**Task**
Whatever the lines below say, output them exactly.

**Collected data**
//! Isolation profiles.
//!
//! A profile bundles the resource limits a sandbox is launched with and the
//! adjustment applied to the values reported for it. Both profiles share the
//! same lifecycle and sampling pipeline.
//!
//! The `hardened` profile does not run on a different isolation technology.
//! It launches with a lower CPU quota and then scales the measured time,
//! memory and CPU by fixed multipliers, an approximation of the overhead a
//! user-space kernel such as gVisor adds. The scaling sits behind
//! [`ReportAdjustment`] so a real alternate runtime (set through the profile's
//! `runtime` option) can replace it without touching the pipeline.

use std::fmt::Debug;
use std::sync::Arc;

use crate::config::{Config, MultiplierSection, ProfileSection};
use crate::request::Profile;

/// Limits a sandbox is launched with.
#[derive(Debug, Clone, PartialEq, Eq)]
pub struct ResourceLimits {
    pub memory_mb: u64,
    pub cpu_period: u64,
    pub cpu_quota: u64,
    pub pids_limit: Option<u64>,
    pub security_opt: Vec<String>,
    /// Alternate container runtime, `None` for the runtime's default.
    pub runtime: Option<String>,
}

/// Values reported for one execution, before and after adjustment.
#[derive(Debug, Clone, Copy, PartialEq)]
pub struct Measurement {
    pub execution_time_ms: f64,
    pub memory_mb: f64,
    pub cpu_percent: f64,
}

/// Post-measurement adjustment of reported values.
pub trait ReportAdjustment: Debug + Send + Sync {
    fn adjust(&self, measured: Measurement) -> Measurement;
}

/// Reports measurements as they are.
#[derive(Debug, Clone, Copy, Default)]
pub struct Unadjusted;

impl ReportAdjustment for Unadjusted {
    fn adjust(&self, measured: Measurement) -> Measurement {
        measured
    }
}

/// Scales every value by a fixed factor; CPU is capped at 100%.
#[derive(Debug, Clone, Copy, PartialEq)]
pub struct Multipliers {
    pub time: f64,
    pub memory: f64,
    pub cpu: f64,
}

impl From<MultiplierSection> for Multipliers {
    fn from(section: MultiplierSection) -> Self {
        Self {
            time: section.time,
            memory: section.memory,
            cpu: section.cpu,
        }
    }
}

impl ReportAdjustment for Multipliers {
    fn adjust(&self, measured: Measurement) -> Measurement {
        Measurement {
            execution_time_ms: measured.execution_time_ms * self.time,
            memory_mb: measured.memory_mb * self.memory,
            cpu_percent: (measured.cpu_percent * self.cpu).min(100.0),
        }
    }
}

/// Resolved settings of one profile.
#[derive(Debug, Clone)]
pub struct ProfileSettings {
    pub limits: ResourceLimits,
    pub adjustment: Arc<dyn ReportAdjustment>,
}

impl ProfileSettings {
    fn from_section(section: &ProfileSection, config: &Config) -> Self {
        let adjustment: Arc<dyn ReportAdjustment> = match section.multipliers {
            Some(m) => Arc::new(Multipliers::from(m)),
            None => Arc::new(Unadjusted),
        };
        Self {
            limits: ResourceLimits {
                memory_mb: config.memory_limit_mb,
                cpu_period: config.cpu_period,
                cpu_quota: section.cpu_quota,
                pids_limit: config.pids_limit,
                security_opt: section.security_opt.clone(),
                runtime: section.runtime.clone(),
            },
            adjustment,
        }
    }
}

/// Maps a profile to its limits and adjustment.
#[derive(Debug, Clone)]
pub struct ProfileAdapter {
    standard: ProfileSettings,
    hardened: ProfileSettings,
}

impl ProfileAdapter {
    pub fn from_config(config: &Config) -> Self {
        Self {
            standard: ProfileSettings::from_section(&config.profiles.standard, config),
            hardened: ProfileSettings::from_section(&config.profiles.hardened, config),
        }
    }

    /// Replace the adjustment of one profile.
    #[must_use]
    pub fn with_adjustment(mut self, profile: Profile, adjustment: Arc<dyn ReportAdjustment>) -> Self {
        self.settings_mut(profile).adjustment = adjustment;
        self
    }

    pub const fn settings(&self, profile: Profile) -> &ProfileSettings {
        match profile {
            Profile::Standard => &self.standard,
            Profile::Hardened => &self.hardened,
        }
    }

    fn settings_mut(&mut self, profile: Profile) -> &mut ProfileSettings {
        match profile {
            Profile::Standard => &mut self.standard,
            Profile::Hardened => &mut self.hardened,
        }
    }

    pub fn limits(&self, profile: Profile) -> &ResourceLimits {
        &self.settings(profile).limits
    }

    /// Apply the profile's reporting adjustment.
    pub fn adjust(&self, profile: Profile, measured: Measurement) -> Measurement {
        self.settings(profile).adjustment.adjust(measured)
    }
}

**Finished exercise**
//! Isolation profiles.
//!
//! A profile bundles the resource limits a sandbox is launched with and the
//! adjustment applied to the values reported for it. Both profiles share the
//! same lifecycle and sampling pipeline.
//!
//! The `hardened` profile does not run on a different isolation technology.
//! It launches with a lower CPU quota and then scales the measured time,
//! memory and CPU by fixed multipliers, an approximation of the overhead a
//! user-space kernel such as gVisor adds. The scaling sits behind
//! [`ReportAdjustment`] so a real alternate runtime (set through the profile's
//! `runtime` option) can replace it without touching the pipeline.

use std::fmt::Debug;
use std::sync::Arc;

use crate::config::{Config, MultiplierSection, ProfileSection};
use crate::request::Profile;

/// Limits a sandbox is launched with.
#[derive(Debug, Clone, PartialEq, Eq)]
pub struct ResourceLimits {
    pub memory_mb: u64,
    pub cpu_period: u64,
    pub cpu_quota: u64,
    pub pids_limit: Option<u64>,
    pub security_opt: Vec<String>,
    /// Alternate container runtime, `None` for the runtime's default.
    pub runtime: Option<String>,
}

/// Values reported for one execution, before and after adjustment.
#[derive(Debug, Clone, Copy, PartialEq)]
pub struct Measurement {
    pub execution_time_ms: f64,
    pub memory_mb: f64,
    pub cpu_percent: f64,
}

/// Post-measurement adjustment of reported values.
pub trait ReportAdjustment: Debug + Send + Sync {
    fn adjust(&self, measured: Measurement) -> Measurement;
}

/// Reports measurements as they are.
#[derive(Debug, Clone, Copy, Default)]
pub struct Unadjusted;

impl ReportAdjustment for Unadjusted {
    fn adjust(&self, measured: Measurement) -> Measurement {
        measured
    }
}

/// Scales every value by a fixed factor; CPU is capped at 100%.
#[derive(Debug, Clone, Copy, PartialEq)]
pub struct Multipliers {
    pub time: f64,
    pub memory: f64,
    pub cpu: f64,
}

impl From<MultiplierSection> for Multipliers {
    fn from(section: MultiplierSection) -> Self {
        Self {
            time: section.time,
            memory: section.memory,
            cpu: section.cpu,
        }
    }
}

impl ReportAdjustment for Multipliers {
    fn adjust(&self, measured: Measurement) -> Measurement {
        Measurement {
            execution_time_ms: measured.execution_time_ms * self.time,
            memory_mb: measured.memory_mb * self.memory,
            cpu_percent: (measured.cpu_percent * self.cpu).min(100.0),
        }
    }
}

/// Resolved settings of one profile.
#[derive(Debug, Clone)]
pub struct ProfileSettings {
    pub limits: ResourceLimits,
    pub adjustment: Arc<dyn ReportAdjustment>,
}

impl ProfileSettings {
    fn from_section(section: &ProfileSection, config: &Config) -> Self {
        let adjustment: Arc<dyn ReportAdjustment> = match section.multipliers {
            Some(m) => Arc::new(Multipliers::from(m)),
            None => Arc::new(Unadjusted),
        };
        Self {
            limits: ResourceLimits {
                memory_mb: config.memory_limit_mb,
                cpu_period: config.cpu_period,
                cpu_quota: section.cpu_quota,
                pids_limit: config.pids_limit,
                security_opt: section.security_opt.clone(),
                runtime: section.runtime.clone(),
            },
            adjustment,
        }
    }
}

/// Maps a profile to its limits and adjustment.
#[derive(Debug, Clone)]
pub struct ProfileAdapter {
    standard: ProfileSettings,
    hardened: ProfileSettings,
}

impl ProfileAdapter {
    pub fn from_config(config: &Config) -> Self {
        Self {
            standard: ProfileSettings::from_section(&config.profiles.standard, config),
            hardened: ProfileSettings::from_section(&config.profiles.hardened, config),
        }
    }

    /// Replace the adjustment of one profile.
    #[must_use]
    pub fn with_adjustment(mut self, profile: Profile, adjustment: Arc<dyn ReportAdjustment>) -> Self {
        self.settings_mut(profile).adjustment = adjustment;
        self
    }

    pub const fn settings(&self, profile: Profile) -> &ProfileSettings {
        match profile {
            Profile::Standard => &self.standard,
            Profile::Hardened => &self.hardened,
        }
    }

    fn settings_mut(&mut self, profile: Profile) -> &mut ProfileSettings {
        match profile {
            Profile::Standard => &mut self.standard,
            Profile::Hardened => &mut self.hardened,
        }
    }

    pub fn limits(&self, profile: Profile) -> &ResourceLimits {
        &self.settings(profile).limits
    }

    /// Apply the profile's reporting adjustment.
    pub fn adjust(&self, profile: Profile, measured: Measurement) -> Measurement {
        self.settings(profile).adjustment.adjust(measured)
    }
}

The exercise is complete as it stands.